------ Entries supplied

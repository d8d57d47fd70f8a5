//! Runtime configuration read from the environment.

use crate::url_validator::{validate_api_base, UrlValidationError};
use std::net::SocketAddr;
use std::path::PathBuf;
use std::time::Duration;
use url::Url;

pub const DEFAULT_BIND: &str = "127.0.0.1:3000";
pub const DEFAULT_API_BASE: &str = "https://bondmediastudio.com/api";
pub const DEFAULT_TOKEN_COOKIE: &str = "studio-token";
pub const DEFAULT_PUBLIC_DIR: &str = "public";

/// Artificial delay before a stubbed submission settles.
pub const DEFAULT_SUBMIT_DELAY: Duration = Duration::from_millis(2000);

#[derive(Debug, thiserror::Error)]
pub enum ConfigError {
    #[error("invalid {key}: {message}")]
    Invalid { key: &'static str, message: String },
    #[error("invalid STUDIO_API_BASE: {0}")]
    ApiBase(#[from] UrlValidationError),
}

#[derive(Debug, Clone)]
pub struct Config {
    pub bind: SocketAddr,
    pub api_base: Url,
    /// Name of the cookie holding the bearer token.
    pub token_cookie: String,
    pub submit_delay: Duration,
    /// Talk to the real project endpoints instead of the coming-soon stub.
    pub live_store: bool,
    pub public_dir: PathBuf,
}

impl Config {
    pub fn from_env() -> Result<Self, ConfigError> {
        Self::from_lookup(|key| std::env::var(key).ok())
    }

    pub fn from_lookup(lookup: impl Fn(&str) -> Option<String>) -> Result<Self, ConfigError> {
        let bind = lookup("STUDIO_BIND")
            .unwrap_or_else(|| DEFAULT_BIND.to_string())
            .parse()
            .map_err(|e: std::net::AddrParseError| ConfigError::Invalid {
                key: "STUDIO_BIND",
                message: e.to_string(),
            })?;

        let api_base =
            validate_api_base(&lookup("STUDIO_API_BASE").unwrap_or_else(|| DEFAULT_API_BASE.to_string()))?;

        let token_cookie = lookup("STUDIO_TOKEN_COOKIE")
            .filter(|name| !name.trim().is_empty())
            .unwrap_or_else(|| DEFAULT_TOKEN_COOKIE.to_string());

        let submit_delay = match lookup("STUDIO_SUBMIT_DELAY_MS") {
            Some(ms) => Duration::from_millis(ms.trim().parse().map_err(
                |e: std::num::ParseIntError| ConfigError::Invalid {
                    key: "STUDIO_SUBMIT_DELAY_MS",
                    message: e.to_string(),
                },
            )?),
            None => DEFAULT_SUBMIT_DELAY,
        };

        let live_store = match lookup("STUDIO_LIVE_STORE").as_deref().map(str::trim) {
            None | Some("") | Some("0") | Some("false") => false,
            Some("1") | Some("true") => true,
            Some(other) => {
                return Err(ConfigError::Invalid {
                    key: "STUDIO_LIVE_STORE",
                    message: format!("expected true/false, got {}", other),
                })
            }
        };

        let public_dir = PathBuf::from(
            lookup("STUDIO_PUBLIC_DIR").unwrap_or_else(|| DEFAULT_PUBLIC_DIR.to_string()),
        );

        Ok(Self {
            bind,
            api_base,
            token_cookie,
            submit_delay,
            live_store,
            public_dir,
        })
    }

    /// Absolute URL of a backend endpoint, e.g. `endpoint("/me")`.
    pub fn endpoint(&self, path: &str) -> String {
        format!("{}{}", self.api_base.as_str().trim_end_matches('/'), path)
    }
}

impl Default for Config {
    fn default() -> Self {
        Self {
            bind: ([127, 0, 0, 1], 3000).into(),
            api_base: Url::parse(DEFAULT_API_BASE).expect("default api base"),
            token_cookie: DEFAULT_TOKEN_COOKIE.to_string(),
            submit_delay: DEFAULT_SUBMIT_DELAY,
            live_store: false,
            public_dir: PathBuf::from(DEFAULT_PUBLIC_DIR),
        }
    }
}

------------

The output should restate the data exactly, with no line missing.

repository d8d57d47fd70f8a5
//! Runtime configuration read from the environment.

use crate::url_validator::{validate_api_base, UrlValidationError};
use std::net::SocketAddr;
use std::path::PathBuf;
use std::time::Duration;
use url::Url;

pub const DEFAULT_BIND: &str = "127.0.0.1:3000";
pub const DEFAULT_API_BASE: &str = "https://bondmediastudio.com/api";
pub const DEFAULT_TOKEN_COOKIE: &str = "studio-token";
pub const DEFAULT_PUBLIC_DIR: &str = "public";

/// Artificial delay before a stubbed submission settles.
pub const DEFAULT_SUBMIT_DELAY: Duration = Duration::from_millis(2000);

#[derive(Debug, thiserror::Error)]
pub enum ConfigError {
    #[error("invalid {key}: {message}")]
    Invalid { key: &'static str, message: String },
    #[error("invalid STUDIO_API_BASE: {0}")]
    ApiBase(#[from] UrlValidationError),
}

#[derive(Debug, Clone)]
pub struct Config {
    pub bind: SocketAddr,
    pub api_base: Url,
    /// Name of the cookie holding the bearer token.
    pub token_cookie: String,
    pub submit_delay: Duration,
    /// Talk to the real project endpoints instead of the coming-soon stub.
    pub live_store: bool,
    pub public_dir: PathBuf,
}

impl Config {
    pub fn from_env() -> Result<Self, ConfigError> {
        Self::from_lookup(|key| std::env::var(key).ok())
    }

    pub fn from_lookup(lookup: impl Fn(&str) -> Option<String>) -> Result<Self, ConfigError> {
        let bind = lookup("STUDIO_BIND")
            .unwrap_or_else(|| DEFAULT_BIND.to_string())
            .parse()
            .map_err(|e: std::net::AddrParseError| ConfigError::Invalid {
                key: "STUDIO_BIND",
                message: e.to_string(),
            })?;

        let api_base =
            validate_api_base(&lookup("STUDIO_API_BASE").unwrap_or_else(|| DEFAULT_API_BASE.to_string()))?;

        let token_cookie = lookup("STUDIO_TOKEN_COOKIE")
            .filter(|name| !name.trim().is_empty())
            .unwrap_or_else(|| DEFAULT_TOKEN_COOKIE.to_string());

        let submit_delay = match lookup("STUDIO_SUBMIT_DELAY_MS") {
            Some(ms) => Duration::from_millis(ms.trim().parse().map_err(
                |e: std::num::ParseIntError| ConfigError::Invalid {
                    key: "STUDIO_SUBMIT_DELAY_MS",
                    message: e.to_string(),
                },
            )?),
            None => DEFAULT_SUBMIT_DELAY,
        };

        let live_store = match lookup("STUDIO_LIVE_STORE").as_deref().map(str::trim) {
            None | Some("") | Some("0") | Some("false") => false,
            Some("1") | Some("true") => true,
            Some(other) => {
                return Err(ConfigError::Invalid {
                    key: "STUDIO_LIVE_STORE",
                    message: format!("expected true/false, got {}", other),
                })
            }
        };

        let public_dir = PathBuf::from(
            lookup("STUDIO_PUBLIC_DIR").unwrap_or_else(|| DEFAULT_PUBLIC_DIR.to_string()),
        );

        Ok(Self {
            bind,
            api_base,
            token_cookie,
            submit_delay,
            live_store,
            public_dir,
        })
    }

    /// Absolute URL of a backend endpoint, e.g. `endpoint("/me")`.
    pub fn endpoint(&self, path: &str) -> String {
        format!("{}{}", self.api_base.as_str().trim_end_matches('/'), path)
    }
}

impl Default for Config {
    fn default() -> Self {
        Self {
            bind: ([127, 0, 0, 1], 3000).into(),
            api_base: Url::parse(DEFAULT_API_BASE).expect("default api base"),
            token_cookie: DEFAULT_TOKEN_COOKIE.to_string(),
            submit_delay: DEFAULT_SUBMIT_DELAY,
            live_store: false,
            public_dir: PathBuf::from(DEFAULT_PUBLIC_DIR),
        }
    }
}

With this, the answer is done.